It’s become a kind of folksy, cheesey number over the years, but did you know that the Cat Stevens (AKA Yusuf) song “Father and Son” is actually about the Russian Revolution?
I was a little bit amazed to hear in a recent episode of Song Exploder how the song had started its life as part of a musical about the overthrow of the Tsar in 1917. It’s intended to be a conversation between a young man who wants to go and fight for the revolution, and his peasant feather who wants to stick with what he has worked for.

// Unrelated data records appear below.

//! Domain error model.

use thiserror::Error;

/// Domain-level error.
///
/// Keep this focused on deterministic, business/domain failures (validation,
/// illegal transitions, ownership, races). Infrastructure concerns belong elsewhere.
#[derive(Debug, Error, Clone, PartialEq, Eq)]
pub enum DomainError {
    /// Bad input shape, wrong image count, missing required field.
    #[error("validation failed: {0}")]
    Validation(String),

    /// The requested status is not reachable from the current state.
    ///
    /// `allowed` lists the legal next states for the requesting role.
    #[error("invalid transition from {from} to {to}")]
    InvalidTransition {
        from: String,
        to: String,
        allowed: Vec<String>,
    },

    /// Role or identity does not own the targeted order or assignment.
    #[error("forbidden: {0}")]
    Forbidden(String),

    /// Lost a race (courier binding, stale version).
    #[error("conflict: {0}")]
    Conflict(String),

    /// A domain invariant was violated.
    #[error("invariant violated: {0}")]
    InvariantViolation(String),

    /// An identifier was invalid (e.g. parse failure).
    #[error("invalid identifier: {0}")]
    InvalidId(String),

    /// A requested resource was not found (domain-level).
    #[error("not found")]
    NotFound,
}

impl DomainError {
    pub fn validation(msg: impl Into<String>) -> Self {
        Self::Validation(msg.into())
    }

    pub fn invalid_transition(
        from: impl Into<String>,
        to: impl Into<String>,
        allowed: Vec<String>,
    ) -> Self {
        Self::InvalidTransition {
            from: from.into(),
            to: to.into(),
            allowed,
        }
    }

    pub fn forbidden(msg: impl Into<String>) -> Self {
        Self::Forbidden(msg.into())
    }

    pub fn conflict(msg: impl Into<String>) -> Self {
        Self::Conflict(msg.into())
    }

    pub fn invariant(msg: impl Into<String>) -> Self {
        Self::InvariantViolation(msg.into())
    }

    pub fn invalid_id(msg: impl Into<String>) -> Self {
        Self::InvalidId(msg.into())
    }

    pub fn not_found() -> Self {
        Self::NotFound
    }
}
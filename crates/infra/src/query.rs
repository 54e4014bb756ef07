//! Paginated, role-scoped order queries.
//!
//! Scoping is applied here, before filtering and paging, for every caller:
//! merchants see their own orders, couriers the orders bound to them, buyers
//! their purchases, operators everything.

use serde::{Deserialize, Serialize};

use courierflow_auth::{Principal, Role};
use courierflow_core::DomainError;
use courierflow_orders::{resolve_display_status, Order, OrderStatus};

use crate::engine::DispatchError;
use crate::store::OrderStore;

pub const DEFAULT_PAGE_SIZE: usize = 20;

#[derive(Debug, Clone, PartialEq, Eq, Deserialize)]
#[serde(default)]
pub struct OrderQuery {
    /// 1-based.
    pub page: usize,
    pub page_size: usize,
    /// Compared with the display status, not the raw one.
    pub status: Option<OrderStatus>,
    pub search: Option<String>,
}

impl Default for OrderQuery {
    fn default() -> Self {
        Self {
            page: 1,
            page_size: DEFAULT_PAGE_SIZE,
            status: None,
            search: None,
        }
    }
}

#[derive(Debug, Clone, PartialEq, Eq, Serialize)]
pub struct Page<T> {
    pub items: Vec<T>,
    pub current_page: usize,
    pub total_pages: usize,
    pub total_count: usize,
}

/// An order as shown to users.
#[derive(Debug, Clone, PartialEq, Eq, Serialize)]
pub struct OrderView {
    #[serde(flatten)]
    pub order: Order,
    pub display_status: OrderStatus,
}

impl From<Order> for OrderView {
    fn from(order: Order) -> Self {
        let display_status = resolve_display_status(&order);
        Self {
            order,
            display_status,
        }
    }
}

/// Whether `principal` may see `order` at all.
pub fn is_visible(order: &Order, principal: &Principal) -> bool {
    match principal.role {
        Role::Operator => true,
        Role::Merchant => order.merchant_id() == principal.actor_id,
        Role::Courier => order.bound_courier().is_some_and(|c| c == principal.actor_id),
        Role::Buyer => order.buyer_id() == principal.actor_id,
    }
}

fn matches_search(order: &Order, needle: &str) -> bool {
    let contains = |hay: &str| hay.to_lowercase().contains(needle);
    contains(order.order_number())
        || contains(order.buyer_name())
        || order.items().iter().any(|i| contains(&i.name))
}

#[derive(Debug)]
pub struct OrderQueries<S> {
    store: S,
    max_page_size: usize,
}

impl<S> OrderQueries<S>
where
    S: OrderStore,
{
    pub fn new(store: S, max_page_size: usize) -> Self {
        Self {
            store,
            max_page_size: max_page_size.max(1),
        }
    }

    pub fn query(
        &self,
        principal: &Principal,
        query: &OrderQuery,
    ) -> Result<Page<OrderView>, DispatchError> {
        if query.page == 0 {
            return Err(DomainError::validation("page is 1-based").into());
        }
        if query.page_size == 0 {
            return Err(DomainError::validation("page_size must be positive").into());
        }
        let page_size = query.page_size.min(self.max_page_size);
        let needle = query
            .search
            .as_deref()
            .map(|s| s.trim().to_lowercase())
            .filter(|s| !s.is_empty());

        let mut matching: Vec<OrderView> = self
            .store
            .list_orders()?
            .into_iter()
            .filter(|o| is_visible(o, principal))
            .filter(|o| needle.as_deref().is_none_or(|n| matches_search(o, n)))
            .map(OrderView::from)
            .filter(|v| query.status.is_none_or(|s| v.display_status == s))
            .collect();

        matching.sort_by(|a, b| {
            b.order
                .created_at()
                .cmp(&a.order.created_at())
                .then_with(|| a.order.order_number().cmp(b.order.order_number()))
        });

        let total_count = matching.len();
        let total_pages = total_count.div_ceil(page_size);
        let items = matching
            .into_iter()
            .skip((query.page - 1).saturating_mul(page_size))
            .take(page_size)
            .collect();

        Ok(Page {
            items,
            current_page: query.page,
            total_pages,
            total_count,
        })
    }
}
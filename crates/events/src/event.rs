use chrono::{DateTime, Utc};

use courierflow_core::OrderId;

/// A committed fact about one order.
///
/// Events are published only after the change they describe is durable, so a
/// consumer never sees an event whose order state was rolled back.
pub trait Event: Clone + core::fmt::Debug + Send + Sync + 'static {
    /// Dotted identifier (e.g. "order.assigned").
    fn event_type(&self) -> &'static str;

    /// Order this event belongs to.
    fn order_id(&self) -> OrderId;

    fn occurred_at(&self) -> DateTime<Utc>;
}
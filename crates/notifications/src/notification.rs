use chrono::{DateTime, Utc};
use serde::{Deserialize, Serialize};

use courierflow_core::{NotificationId, OrderId};
use courierflow_orders::{OrderEvent, OrderEventKind};

use crate::navigation::navigation_target;
use crate::recipient::Recipient;

/// A message in one recipient's mailbox.
#[derive(Debug, Clone, PartialEq, Eq, Serialize, Deserialize)]
pub struct Notification {
    pub id: NotificationId,
    pub recipient: Recipient,
    pub kind: OrderEventKind,
    pub order_id: OrderId,
    pub title: String,
    pub message: String,
    /// Dashboard route to open on click.
    pub link: String,
    pub is_read: bool,
    pub created_at: DateTime<Utc>,
}

impl Notification {
    pub fn from_event(id: NotificationId, recipient: Recipient, event: &OrderEvent) -> Self {
        let title = title_for(event.kind);
        Self {
            id,
            recipient,
            kind: event.kind,
            order_id: event.order_id,
            title: title.to_string(),
            message: format!("{title}: {}", event.order_number),
            link: navigation_target(recipient.role(), event.kind, event.order_id),
            is_read: false,
            created_at: event.occurred_at,
        }
    }
}

fn title_for(kind: OrderEventKind) -> &'static str {
    match kind {
        OrderEventKind::Created => "New order",
        OrderEventKind::Confirmed => "Order confirmed",
        OrderEventKind::Preparing => "Order is being prepared",
        OrderEventKind::Ready => "Order ready for pickup",
        OrderEventKind::Cancelled => "Order cancelled",
        OrderEventKind::Assigned => "New delivery assigned",
        OrderEventKind::Accepted => "Courier accepted the delivery",
        OrderEventKind::Declined => "Courier declined the delivery",
        OrderEventKind::PickedUp => "Order picked up",
        OrderEventKind::InTransit => "Order on its way",
        OrderEventKind::Delivered => "Order delivered",
    }
}
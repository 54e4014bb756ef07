//! Order store boundary.
//!
//! Orders and couriers live behind one store so that an order change and the
//! courier availability flip it implies commit together or not at all.

pub mod in_memory;
pub mod r#trait;

pub use in_memory::InMemoryOrderStore;
pub use r#trait::{OrderStore, StoreError};
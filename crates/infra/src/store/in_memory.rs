use std::collections::HashMap;
use std::sync::{RwLock, RwLockReadGuard, RwLockWriteGuard};

use courierflow_core::{AggregateRoot, CourierId, DomainError, OrderId};
use courierflow_orders::{Courier, CourierEffect, Order, Transition};

use super::r#trait::{OrderStore, StoreError};

#[derive(Debug, Default)]
struct State {
    orders: HashMap<OrderId, Order>,
    couriers: HashMap<CourierId, Courier>,
}

/// In-memory order store.
///
/// Intended for tests/dev. A single lock covers orders and couriers, so a
/// commit is one critical section; nothing is held between calls.
#[derive(Debug, Default)]
pub struct InMemoryOrderStore {
    state: RwLock<State>,
}

impl InMemoryOrderStore {
    pub fn new() -> Self {
        Self::default()
    }

    fn read(&self) -> Result<RwLockReadGuard<'_, State>, StoreError> {
        self.state
            .read()
            .map_err(|_| StoreError::Unavailable("lock poisoned".to_string()))
    }

    fn write(&self) -> Result<RwLockWriteGuard<'_, State>, StoreError> {
        self.state
            .write()
            .map_err(|_| StoreError::Unavailable("lock poisoned".to_string()))
    }
}

impl OrderStore for InMemoryOrderStore {
    fn insert_order(&self, order: Order) -> Result<(), StoreError> {
        let mut state = self.write()?;
        let id = order.id_typed();
        if state.orders.contains_key(&id) {
            return Err(StoreError::Duplicate(format!("order {id}")));
        }
        state.orders.insert(id, order);
        Ok(())
    }

    fn get_order(&self, id: OrderId) -> Result<Option<Order>, StoreError> {
        Ok(self.read()?.orders.get(&id).cloned())
    }

    fn list_orders(&self) -> Result<Vec<Order>, StoreError> {
        Ok(self.read()?.orders.values().cloned().collect())
    }

    fn commit(&self, transition: &Transition) -> Result<(), StoreError> {
        let mut guard = self.write()?;
        let State { orders, couriers } = &mut *guard;

        let next = &transition.order;
        let id = next.id_typed();
        let stored = orders
            .get(&id)
            .ok_or_else(|| StoreError::NotFound(format!("order {id}")))?;

        if stored.version() != transition.previous_version {
            return Err(StoreError::Concurrency(format!(
                "order {} is at version {}, decision was taken at {}",
                stored.order_number(),
                stored.version(),
                transition.previous_version
            )));
        }
        if next.version() != stored.version() + 1 {
            return Err(StoreError::InvalidCommit(format!(
                "version must advance by one (stored={}, next={})",
                stored.version(),
                next.version()
            )));
        }
        if !stored.status_history().is_extended_by_one(next.status_history()) {
            return Err(StoreError::InvalidCommit(
                "status history must be the stored history plus one entry".to_string(),
            ));
        }

        match transition.courier_effect {
            Some(CourierEffect::Bind(courier_id)) => {
                if let Some(current) = stored.bound_courier() {
                    return Err(StoreError::Concurrency(format!(
                        "order {} already has courier {current} bound",
                        stored.order_number()
                    )));
                }
                let courier = couriers
                    .get_mut(&courier_id)
                    .ok_or_else(|| StoreError::NotFound(format!("courier {courier_id}")))?;
                // Last fallible step: nothing has been written yet if it fails.
                courier.mark_bound().map_err(|e| match e {
                    DomainError::Validation(msg) => StoreError::CourierInactive(msg),
                    other => StoreError::Concurrency(other.to_string()),
                })?;
            }
            Some(CourierEffect::Release(courier_id)) => {
                if let Some(courier) = couriers.get_mut(&courier_id) {
                    courier.mark_released();
                }
            }
            None => {}
        }

        orders.insert(id, next.clone());
        Ok(())
    }

    fn insert_courier(&self, courier: Courier) -> Result<(), StoreError> {
        let mut state = self.write()?;
        let id = courier.id_typed();
        if state.couriers.contains_key(&id) {
            return Err(StoreError::Duplicate(format!("courier {id}")));
        }
        state.couriers.insert(id, courier);
        Ok(())
    }

    fn get_courier(&self, id: CourierId) -> Result<Option<Courier>, StoreError> {
        Ok(self.read()?.couriers.get(&id).cloned())
    }

    fn list_couriers(&self) -> Result<Vec<Courier>, StoreError> {
        let mut couriers: Vec<Courier> = self.read()?.couriers.values().cloned().collect();
        couriers.sort_by_key(|c| c.id_typed());
        Ok(couriers)
    }

    fn set_courier_active(&self, id: CourierId, active: bool) -> Result<Courier, StoreError> {
        let mut state = self.write()?;
        let courier = state
            .couriers
            .get_mut(&id)
            .ok_or_else(|| StoreError::NotFound(format!("courier {id}")))?;
        courier.set_active(active);
        Ok(courier.clone())
    }
}

#[cfg(test)]
mod tests {
    use super::*;
    use crate::test_support::{courier, ready_order, Actors};
    use chrono::Utc;
    use courierflow_orders::assignment;

    #[test]
    fn bind_commit_flips_courier_availability() {
        let store = InMemoryOrderStore::new();
        let actors = Actors::new();
        let order = ready_order(&store, &actors);
        let c1 = courier(&store, "Grace");

        let t = assignment::assign(&order, &c1, &actors.merchant, Utc::now()).unwrap();
        store.commit(&t).unwrap();

        assert!(!store.get_courier(c1.id_typed()).unwrap().unwrap().is_available());
        assert_eq!(
            store.get_order(order.id_typed()).unwrap().unwrap().bound_courier(),
            Some(c1.id_typed())
        );
    }

    #[test]
    fn stale_decision_is_rejected_and_leaves_state_untouched() {
        let store = InMemoryOrderStore::new();
        let actors = Actors::new();
        let order = ready_order(&store, &actors);
        let c1 = courier(&store, "Grace");
        let c2 = courier(&store, "Linus");

        // Both decisions read the same version.
        let first = assignment::assign(&order, &c1, &actors.merchant, Utc::now()).unwrap();
        let second = assignment::assign(&order, &c2, &actors.operator, Utc::now()).unwrap();

        store.commit(&first).unwrap();
        assert!(matches!(store.commit(&second), Err(StoreError::Concurrency(_))));
        assert!(store.get_courier(c2.id_typed()).unwrap().unwrap().is_available());
    }

    #[test]
    fn one_courier_cannot_be_bound_to_two_orders() {
        let store = InMemoryOrderStore::new();
        let actors = Actors::new();
        let o1 = ready_order(&store, &actors);
        let o2 = ready_order(&store, &actors);
        let c1 = courier(&store, "Grace");

        let t1 = assignment::assign(&o1, &c1, &actors.merchant, Utc::now()).unwrap();
        let t2 = assignment::assign(&o2, &c1, &actors.merchant, Utc::now()).unwrap();

        store.commit(&t1).unwrap();
        assert!(matches!(store.commit(&t2), Err(StoreError::Concurrency(_))));
        assert_eq!(store.get_order(o2.id_typed()).unwrap().unwrap().bound_courier(), None);
    }

    #[test]
    fn courier_deactivated_after_read_fails_the_bind() {
        let store = InMemoryOrderStore::new();
        let actors = Actors::new();
        let order = ready_order(&store, &actors);
        let c1 = courier(&store, "Grace");

        let t = assignment::assign(&order, &c1, &actors.merchant, Utc::now()).unwrap();
        store.set_courier_active(c1.id_typed(), false).unwrap();

        assert!(matches!(store.commit(&t), Err(StoreError::CourierInactive(_))));
        assert_eq!(store.get_order(order.id_typed()).unwrap().unwrap(), order);
    }

    #[test]
    fn commit_must_append_exactly_one_history_entry() {
        let store = InMemoryOrderStore::new();
        let actors = Actors::new();
        let order = ready_order(&store, &actors);
        let c1 = courier(&store, "Grace");

        let mut forged = assignment::assign(&order, &c1, &actors.merchant, Utc::now()).unwrap();
        forged.order = order.clone();

        assert!(matches!(store.commit(&forged), Err(StoreError::InvalidCommit(_))));
        assert!(store.get_courier(c1.id_typed()).unwrap().unwrap().is_available());
    }

    #[test]
    fn duplicate_ids_are_rejected() {
        let store = InMemoryOrderStore::new();
        let c1 = courier(&store, "Grace");
        assert!(matches!(store.insert_courier(c1), Err(StoreError::Duplicate(_))));
    }
}
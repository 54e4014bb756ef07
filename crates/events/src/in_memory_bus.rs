//! In-memory event bus for tests/dev and single-process deployments.

use std::sync::{Mutex, mpsc};

use crate::bus::{EventBus, Subscription};

#[derive(Debug)]
pub enum InMemoryBusError {
    /// Publish failed due to internal lock poisoning.
    Poisoned,
}

/// In-memory pub/sub bus.
///
/// - No IO / no async
/// - Best-effort fan-out; dropped subscribers are pruned on publish
#[derive(Debug)]
pub struct InMemoryEventBus<M> {
    subscribers: Mutex<Vec<mpsc::Sender<M>>>,
}

impl<M> InMemoryEventBus<M> {
    pub fn new() -> Self {
        Self::default()
    }
}

impl<M> Default for InMemoryEventBus<M> {
    fn default() -> Self {
        Self {
            subscribers: Mutex::new(Vec::new()),
        }
    }
}

impl<M> EventBus<M> for InMemoryEventBus<M>
where
    M: Clone + Send + 'static,
{
    type Error = InMemoryBusError;

    fn publish(&self, message: M) -> Result<(), Self::Error> {
        let mut subs = self.subscribers.lock().map_err(|_| InMemoryBusError::Poisoned)?;
        subs.retain(|tx| tx.send(message.clone()).is_ok());
        Ok(())
    }

    fn subscribe(&self) -> Subscription<M> {
        let (tx, rx) = mpsc::channel();

        // A poisoned lock still yields a (silent) subscription.
        if let Ok(mut subs) = self.subscribers.lock() {
            subs.push(tx);
        }

        Subscription::new(rx)
    }
}

#[cfg(test)]
mod tests {
    use super::*;

    #[test]
    fn every_subscriber_receives_a_copy() {
        let bus: InMemoryEventBus<u32> = InMemoryEventBus::new();
        let a = bus.subscribe();
        let b = bus.subscribe();

        bus.publish(7).unwrap();

        assert_eq!(a.try_recv().unwrap(), 7);
        assert_eq!(b.try_recv().unwrap(), 7);
    }

    #[test]
    fn dropped_subscribers_are_pruned() {
        let bus: InMemoryEventBus<u32> = InMemoryEventBus::new();
        let keep = bus.subscribe();
        drop(bus.subscribe());

        bus.publish(1).unwrap();
        bus.publish(2).unwrap();
        assert_eq!(bus.subscribers.lock().unwrap().len(), 1);
        assert_eq!(keep.try_recv().unwrap(), 1);
        assert_eq!(keep.try_recv().unwrap(), 2);
    }
}
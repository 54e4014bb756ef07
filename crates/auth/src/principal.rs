use serde::{Deserialize, Serialize};

use courierflow_core::ActorId;

use crate::Role;

/// A fully resolved principal for authorization decisions: who is acting, and
/// in which role.
#[derive(Debug, Clone, Copy, PartialEq, Eq, Hash, Serialize, Deserialize)]
pub struct Principal {
    pub actor_id: ActorId,
    pub role: Role,
}

impl Principal {
    pub fn new(actor_id: ActorId, role: Role) -> Self {
        Self { actor_id, role }
    }

    pub fn merchant(actor_id: ActorId) -> Self {
        Self::new(actor_id, Role::Merchant)
    }

    pub fn courier(actor_id: ActorId) -> Self {
        Self::new(actor_id, Role::Courier)
    }

    pub fn operator(actor_id: ActorId) -> Self {
        Self::new(actor_id, Role::Operator)
    }

    pub fn buyer(actor_id: ActorId) -> Self {
        Self::new(actor_id, Role::Buyer)
    }
}

impl core::fmt::Display for Principal {
    fn fmt(&self, f: &mut core::fmt::Formatter<'_>) -> core::fmt::Result {
        write!(f, "{}:{}", self.role, self.actor_id)
    }
}
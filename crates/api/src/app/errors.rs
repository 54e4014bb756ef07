use axum::http::StatusCode;
use axum::response::IntoResponse;
use serde_json::json;
use tracing::{error, warn};

use courierflow_infra::engine::DispatchError;

pub fn dispatch_error_to_response(err: DispatchError) -> axum::response::Response {
    match err {
        DispatchError::Validation(msg) => {
            json_error(StatusCode::UNPROCESSABLE_ENTITY, "validation_error", msg)
        }
        DispatchError::InvalidTransition { from, to, allowed } => (
            StatusCode::UNPROCESSABLE_ENTITY,
            axum::Json(json!({
                "error": "invalid_transition",
                "message": format!("cannot move from {from} to {to}"),
                "allowed": allowed,
            })),
        )
            .into_response(),
        DispatchError::Conflict(msg) => json_error(StatusCode::CONFLICT, "conflict", msg),
        DispatchError::Forbidden(msg) => {
            warn!(reason = %msg, "forbidden request");
            json_error(StatusCode::FORBIDDEN, "forbidden", msg)
        }
        DispatchError::NotFound => json_error(StatusCode::NOT_FOUND, "not_found", "not found"),
        DispatchError::InvalidId(msg) => json_error(StatusCode::BAD_REQUEST, "invalid_id", msg),
        DispatchError::InvariantViolation(msg) => {
            error!(reason = %msg, "invariant violation");
            json_error(StatusCode::UNPROCESSABLE_ENTITY, "invariant_violation", msg)
        }
        DispatchError::External(msg) => {
            json_error(StatusCode::SERVICE_UNAVAILABLE, "external_error", msg)
        }
        DispatchError::Store(e) => {
            error!(error = %e, "store failure");
            json_error(StatusCode::INTERNAL_SERVER_ERROR, "store_error", e.to_string())
        }
    }
}

pub fn json_error(
    status: StatusCode,
    code: &'static str,
    message: impl Into<String>,
) -> axum::response::Response {
    (
        status,
        axum::Json(json!({
            "error": code,
            "message": message.into(),
        })),
    )
        .into_response()
}

/// Parse a path identifier, answering 400 when it is malformed.
pub fn parse_id<T>(raw: &str, what: &str) -> Result<T, axum::response::Response>
where
    T: core::str::FromStr,
{
    raw.parse()
        .map_err(|_| json_error(StatusCode::BAD_REQUEST, "invalid_id", format!("invalid {what} id")))
}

This isn’t a secret or anything. Here he is talking to GQ last year:
I was living in the West End and musicals were a big thing in my life. I got together with Nigel Hawthorne and we started writing this musical called Revolussia. Essentially, it was about Nicholas and Alexander, the last tsars of Russia, and against that there’s another story about this family in the farmland, in the country. And the father, of course, basically wants to keep things as they are, while the son is really inspired by the revolution. He wants to join. And so that’s the inspiration for that song. That’s why I’m able to represent both sides – though I feel that my preference, my emphasis, was on the son’s side, and the father’s arguments were not quite as strong as the son’s, which is interesting. Change is basically the theme of the song.
It obviously don’t change the universal nature of the song, but it did change it for me—suddenly music that had felt as warm and familiar as an old coat gained this new and surprising context.
(Also highly recommend the Netflix series if you haven’t already seen it.)